The movie’s essentially a heist film with beatniks. It’s no Bob le Flambeur, Ocean’s Eleven, or even The Great Muppet Caper, but it’s not that bad. Compared with most of the films seen on MST3K, it’s halfway competent. There are a few issues, most notably the uninspired “waiting for the armored car” scene and Mr. T’s ridiculously transparent disguise. Also, I know that Mr. T. wanted to hire losers so that he could off them all after the heist and keep the money, but how did heartlessly insulting them gain their loyalty?

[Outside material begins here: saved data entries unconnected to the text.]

#[cfg(test)]
mod tests {
    use super::*;
    use crate::app::Session;
    use crate::identity::DeveloperIdentity;
    use crate::kv::{KeyValueStore, MemoryStore};
    use crate::models::ImageKind;
    use crate::storage::keys;
    use async_trait::async_trait;

    struct FailingIdentity;

    #[async_trait]
    impl IdentityProvider for FailingIdentity {
        fn name(&self) -> &'static str {
            "failing"
        }

        async fn sign_in_developer(&self) -> Result<(), IdentityError> {
            Err(IdentityError::Provider("offline".to_string()))
        }

        async fn sign_in_with_provider(&self, _token: &str) -> Result<ProviderProfile, IdentityError> {
            Err(IdentityError::Provider("token rejected".to_string()))
        }

        async fn sign_out(&self) -> Result<(), IdentityError> {
            Err(IdentityError::Provider("offline".to_string()))
        }
    }

    struct StubIdentity;

    #[async_trait]
    impl IdentityProvider for StubIdentity {
        fn name(&self) -> &'static str {
            "stub"
        }

        async fn sign_in_developer(&self) -> Result<(), IdentityError> {
            Ok(())
        }

        async fn sign_in_with_provider(&self, token: &str) -> Result<ProviderProfile, IdentityError> {
            Ok(ProviderProfile {
                uid: format!("uid-{token}"),
                display_name: Some("Grace".to_string()),
                email: Some("grace@example.com".to_string()),
                photo_url: None,
            })
        }

        async fn sign_out(&self) -> Result<(), IdentityError> {
            Ok(())
        }

        fn access_token(&self) -> Option<String> {
            Some("provider-token".to_string())
        }
    }

    fn store_with(identity: Arc<dyn IdentityProvider>) -> (Arc<MemoryStore>, AppStore) {
        let kv = Arc::new(MemoryStore::new());
        let store = AppStore::new(Storage::new(kv.clone()), identity, 10);
        (kv, store)
    }

    fn store() -> (Arc<MemoryStore>, AppStore) {
        store_with(Arc::new(DeveloperIdentity))
    }

    fn profile(quota: u32) -> UserProfile {
        UserProfile {
            uid: "u-1".to_string(),
            display_name: Some("Ada".to_string()),
            email: Some("ada@example.com".to_string()),
            photo_url: None,
            quota,
            max_quota: 10,
        }
    }

    fn stage_images(store: &mut AppStore) {
        store.set_user_img(Some(ImageAsset::new("file:///me.jpg", ImageKind::User)));
        store.set_fit_img(Some(ImageAsset::new("file:///fit.jpg", ImageKind::Fit)));
    }

    #[tokio::test]
    async fn test_set_user_round_trip() {
        let (_, mut store) = store();
        let p = profile(2);

        store.set_user(Some(p.clone()));
        store.flush().await;
        assert_eq!(store.storage.user().get().await.unwrap(), Some(p));

        store.set_user(None);
        store.flush().await;
        assert_eq!(store.storage.user().get().await.unwrap(), None);
    }

    #[tokio::test]
    async fn test_persisted_looks_match_memory() {
        let (_, mut store) = store();
        for i in 0..(MAX_SAVED_LOOKS + 3) {
            store.add_saved_look(SavedLook::new(format!("look-{i}")));
        }
        store.flush().await;

        let persisted = store.storage.looks().get_all().await.unwrap();
        assert_eq!(store.state().saved_looks.len(), MAX_SAVED_LOOKS);
        assert_eq!(persisted, store.state().saved_looks);
        assert_eq!(persisted[0].image, format!("look-{}", MAX_SAVED_LOOKS + 2));
    }

    #[tokio::test]
    async fn test_remove_saved_look_is_idempotent() {
        let (_, mut store) = store();
        let keep = SavedLook::new("keep");
        let drop = SavedLook::new("drop");
        store.add_saved_look(keep.clone());
        store.add_saved_look(drop.clone());

        store.remove_saved_look(&drop.id);
        store.remove_saved_look(&drop.id);
        store.remove_saved_look("never-existed");
        store.flush().await;

        assert_eq!(store.state().saved_looks, vec![keep.clone()]);
        assert_eq!(store.storage.looks().get_all().await.unwrap(), vec![keep]);
    }

    #[tokio::test]
    async fn test_increment_quota_signed_out_is_noop() {
        let (kv, mut store) = store();
        let before = store.state().clone();

        store.increment_quota();
        store.flush().await;

        assert_eq!(store.state(), &before);
        assert_eq!(kv.write_count(keys::USER), 0);
    }

    #[tokio::test]
    async fn test_increment_quota_persists_each_step() {
        let (kv, mut store) = store();
        store.set_user(Some(profile(3)));
        store.flush().await;
        let writes_before = kv.write_count(keys::USER);

        for _ in 0..4 {
            store.increment_quota();
        }
        store.flush().await;

        assert_eq!(store.state().user.as_ref().unwrap().quota, 7);
        assert_eq!(kv.write_count(keys::USER), writes_before + 4);
        assert_eq!(store.storage.user().get().await.unwrap(), Some(profile(7)));
    }

    #[tokio::test]
    async fn test_sign_out_clears_session_even_if_provider_fails() {
        let (kv, mut store) = store_with(Arc::new(FailingIdentity));
        store.sign_in_as_developer().await;
        stage_images(&mut store);
        store.flush().await;
        assert_eq!(store.state().session(), Session::SignedIn);

        store.sign_out().await;

        let state = store.state();
        assert!(state.user.is_none());
        assert!(!state.is_dev_mode);
        assert!(state.user_img.is_none());
        assert!(state.fit_img.is_none());

        store.flush().await;
        assert_eq!(kv.raw(keys::USER), None);
        assert_eq!(kv.raw(keys::DEV_MODE), None);
    }

    #[tokio::test]
    async fn test_sign_out_from_signed_out_state() {
        let (_, mut store) = store();
        store.sign_out().await;
        store.flush().await;

        assert_eq!(store.state().session(), Session::SignedOut);
        assert!(!store.state().is_dev_mode);
        assert_eq!(store.persist_failures(), 0);
    }

    #[tokio::test]
    async fn test_sign_in_as_developer() {
        let (kv, mut store) = store();
        store.sign_in_as_developer().await;
        store.flush().await;

        let user = store.state().user.clone().unwrap();
        assert!(user.uid.starts_with("dev-user-"));
        assert_eq!(user.quota, 0);
        assert_eq!(user.max_quota, 10);
        assert!(store.state().is_dev_mode);
        assert_eq!(kv.raw(keys::DEV_MODE).as_deref(), Some("true"));
        assert_eq!(store.storage.user().get().await.unwrap(), Some(user));
        assert!(store.access_token().is_none());
    }

    #[tokio::test]
    async fn test_sign_in_with_provider() {
        let (_, mut store) = store_with(Arc::new(StubIdentity));
        store.set_dev_mode(true);

        store.sign_in_with_provider("abc").await.unwrap();
        store.flush().await;

        let user = store.state().user.clone().unwrap();
        assert_eq!(user.uid, "uid-abc");
        assert_eq!(user.quota, 0);
        assert!(!store.state().is_dev_mode);
        assert_eq!(store.access_token().as_deref(), Some("provider-token"));
        assert_eq!(store.storage.user().get().await.unwrap(), Some(user));
    }

    #[tokio::test]
    async fn test_provider_session_survives_reload_after_dev_session() {
        let kv = Arc::new(MemoryStore::new());
        let mut store = AppStore::new(Storage::new(kv.clone()), Arc::new(StubIdentity), 10);
        store.sign_in_as_developer().await;
        store.sign_in_with_provider("abc").await.unwrap();
        store.flush().await;
        drop(store);

        assert_eq!(kv.raw(keys::DEV_MODE).as_deref(), Some("false"));

        let mut reloaded = AppStore::new(Storage::new(kv.clone()), Arc::new(StubIdentity), 10);
        reloaded.load_from_storage().await;

        assert_eq!(reloaded.state().user.as_ref().unwrap().uid, "uid-abc");
        assert!(!reloaded.state().is_dev_mode);
        assert_eq!(reloaded.access_token().as_deref(), Some("provider-token"));
    }

    #[tokio::test]
    async fn test_provider_failure_stays_signed_out() {
        let (kv, mut store) = store_with(Arc::new(FailingIdentity));

        let result = store.sign_in_with_provider("abc").await;
        store.flush().await;

        assert!(matches!(result, Err(IdentityError::Provider(_))));
        assert_eq!(store.state().session(), Session::SignedOut);
        assert_eq!(kv.raw(keys::USER), None);
    }

    #[tokio::test]
    async fn test_load_with_empty_storage() {
        let (_, mut store) = store();
        assert!(store.state().is_loading);

        store.load_from_storage().await;

        assert!(store.state().user.is_none());
        assert!(!store.state().is_loading);
        assert!(store.state().saved_looks.is_empty());
        assert!(!store.state().is_dev_mode);
    }

    #[tokio::test]
    async fn test_load_hydrates_everything() {
        let kv = Arc::new(MemoryStore::new());
        let storage = Storage::new(kv.clone());
        let look = SavedLook::new("data:image/png;base64,AAAA");
        storage.user().save(&profile(5)).await.unwrap();
        storage.looks().save(&look).await.unwrap();
        storage.dev_mode().set_enabled(true).await.unwrap();

        let mut store = AppStore::new(storage, Arc::new(DeveloperIdentity), 10);
        store.load_from_storage().await;

        assert_eq!(store.state().user, Some(profile(5)));
        assert_eq!(store.state().saved_looks, vec![look]);
        assert!(store.state().is_dev_mode);
        assert!(!store.state().is_loading);
    }

    #[tokio::test]
    async fn test_load_aborts_on_any_failure() {
        let kv = Arc::new(MemoryStore::new());
        let storage = Storage::new(kv.clone());
        storage.user().save(&profile(5)).await.unwrap();
        storage.dev_mode().set_enabled(true).await.unwrap();
        kv.fail_reads_for(keys::SAVED_LOOKS);

        let mut store = AppStore::new(storage, Arc::new(DeveloperIdentity), 10);
        store.load_from_storage().await;

        assert!(store.state().user.is_none());
        assert!(!store.state().is_dev_mode);
        assert!(!store.state().is_loading);
    }

    #[tokio::test]
    async fn test_load_treats_corrupt_user_as_failure() {
        let kv = Arc::new(MemoryStore::new());
        kv.set(keys::USER, "not json").await.unwrap();

        let mut store = AppStore::new(Storage::new(kv.clone()), Arc::new(DeveloperIdentity), 10);
        store.load_from_storage().await;

        assert_eq!(store.state().session(), Session::SignedOut);
        assert!(!store.state().is_loading);
    }

    #[tokio::test]
    async fn test_storage_failure_does_not_roll_back_memory() {
        let (kv, mut store) = store();
        kv.fail_writes_for(keys::SAVED_LOOKS);

        let look = SavedLook::new("x");
        store.add_saved_look(look.clone());
        store.flush().await;

        assert_eq!(store.state().saved_looks, vec![look]);
        assert_eq!(store.persist_failures(), 1);
        assert_eq!(kv.raw(keys::SAVED_LOOKS), None);
    }

    #[tokio::test]
    async fn test_update_profile() {
        let (_, mut store) = store();
        assert!(!store.update_profile(ProfileEdit::default()));

        store.set_user(Some(profile(4)));
        assert!(store.update_profile(ProfileEdit {
            display_name: Some("Ada L.".to_string()),
            email: Some(String::new()),
            photo_url: Some("file:///avatar.png".to_string()),
        }));
        store.flush().await;

        let user = store.storage.user().get().await.unwrap().unwrap();
        assert_eq!(user.display_name.as_deref(), Some("Ada L."));
        assert_eq!(user.email.as_deref(), Some("ada@example.com"));
        assert_eq!(user.photo_url.as_deref(), Some("file:///avatar.png"));
        assert_eq!(user.quota, 4);
    }

    #[tokio::test]
    async fn test_clear_all_data() {
        let (kv, mut store) = store();
        store.sign_in_as_developer().await;
        store.add_saved_look(SavedLook::new("x"));

        store.clear_all_data();
        store.flush().await;

        assert!(store.state().saved_looks.is_empty());
        assert!(kv.is_empty());
    }

    #[tokio::test]
    async fn test_staged_images_are_not_persisted() {
        let (kv, mut store) = store();
        stage_images(&mut store);
        store.flush().await;

        assert!(store.state().is_ready());
        assert!(kv.is_empty());

        store.set_fit_img(None);
        assert!(!store.state().is_ready());
    }
}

As the proprietor of a poseur beatnik club, he ought to have known that the way to failed artiste’s heart is to stroke his fragile ego, not insult it. Despite these issues, it’s not a bad film, and at times it even manages to drum up something resembling tension.
According to online MST3K guru Stephen Finley (a.k.a. Daddy-O), Merritt Stone appeared in several MST3K films, most notably as the doomed father in the beginning of Earth vs. The Spider, but not in The Rebel Set. The train conductor was actually played by another MST3K regular named Gene Roth.
The host segments are reasonably funny. The only one that stands out is Tom’s Hercule Poirot impression at the end, and Frank’s subsequent tortured cry. The rest of them are fairly equal to each other in amusingness.
The film segments have some good lines. The replica of L’Arc de Triomphe at the fair’s entrance is greeted with Tom’s derisive cry of, “L’Arc de Full Retreat.” When they open the back of the armored car to find a bunch of lumpy white sacks, Joel says, “Oh no, we robbed a diaper service!” When people start disappearing and dying on the train, Crow calls it, “Murder on the Disoriented Express.” There are some plot holes and lags, but the film mostly moves well, and the Satellite crew riffs it proficiently. It’s worth viewing.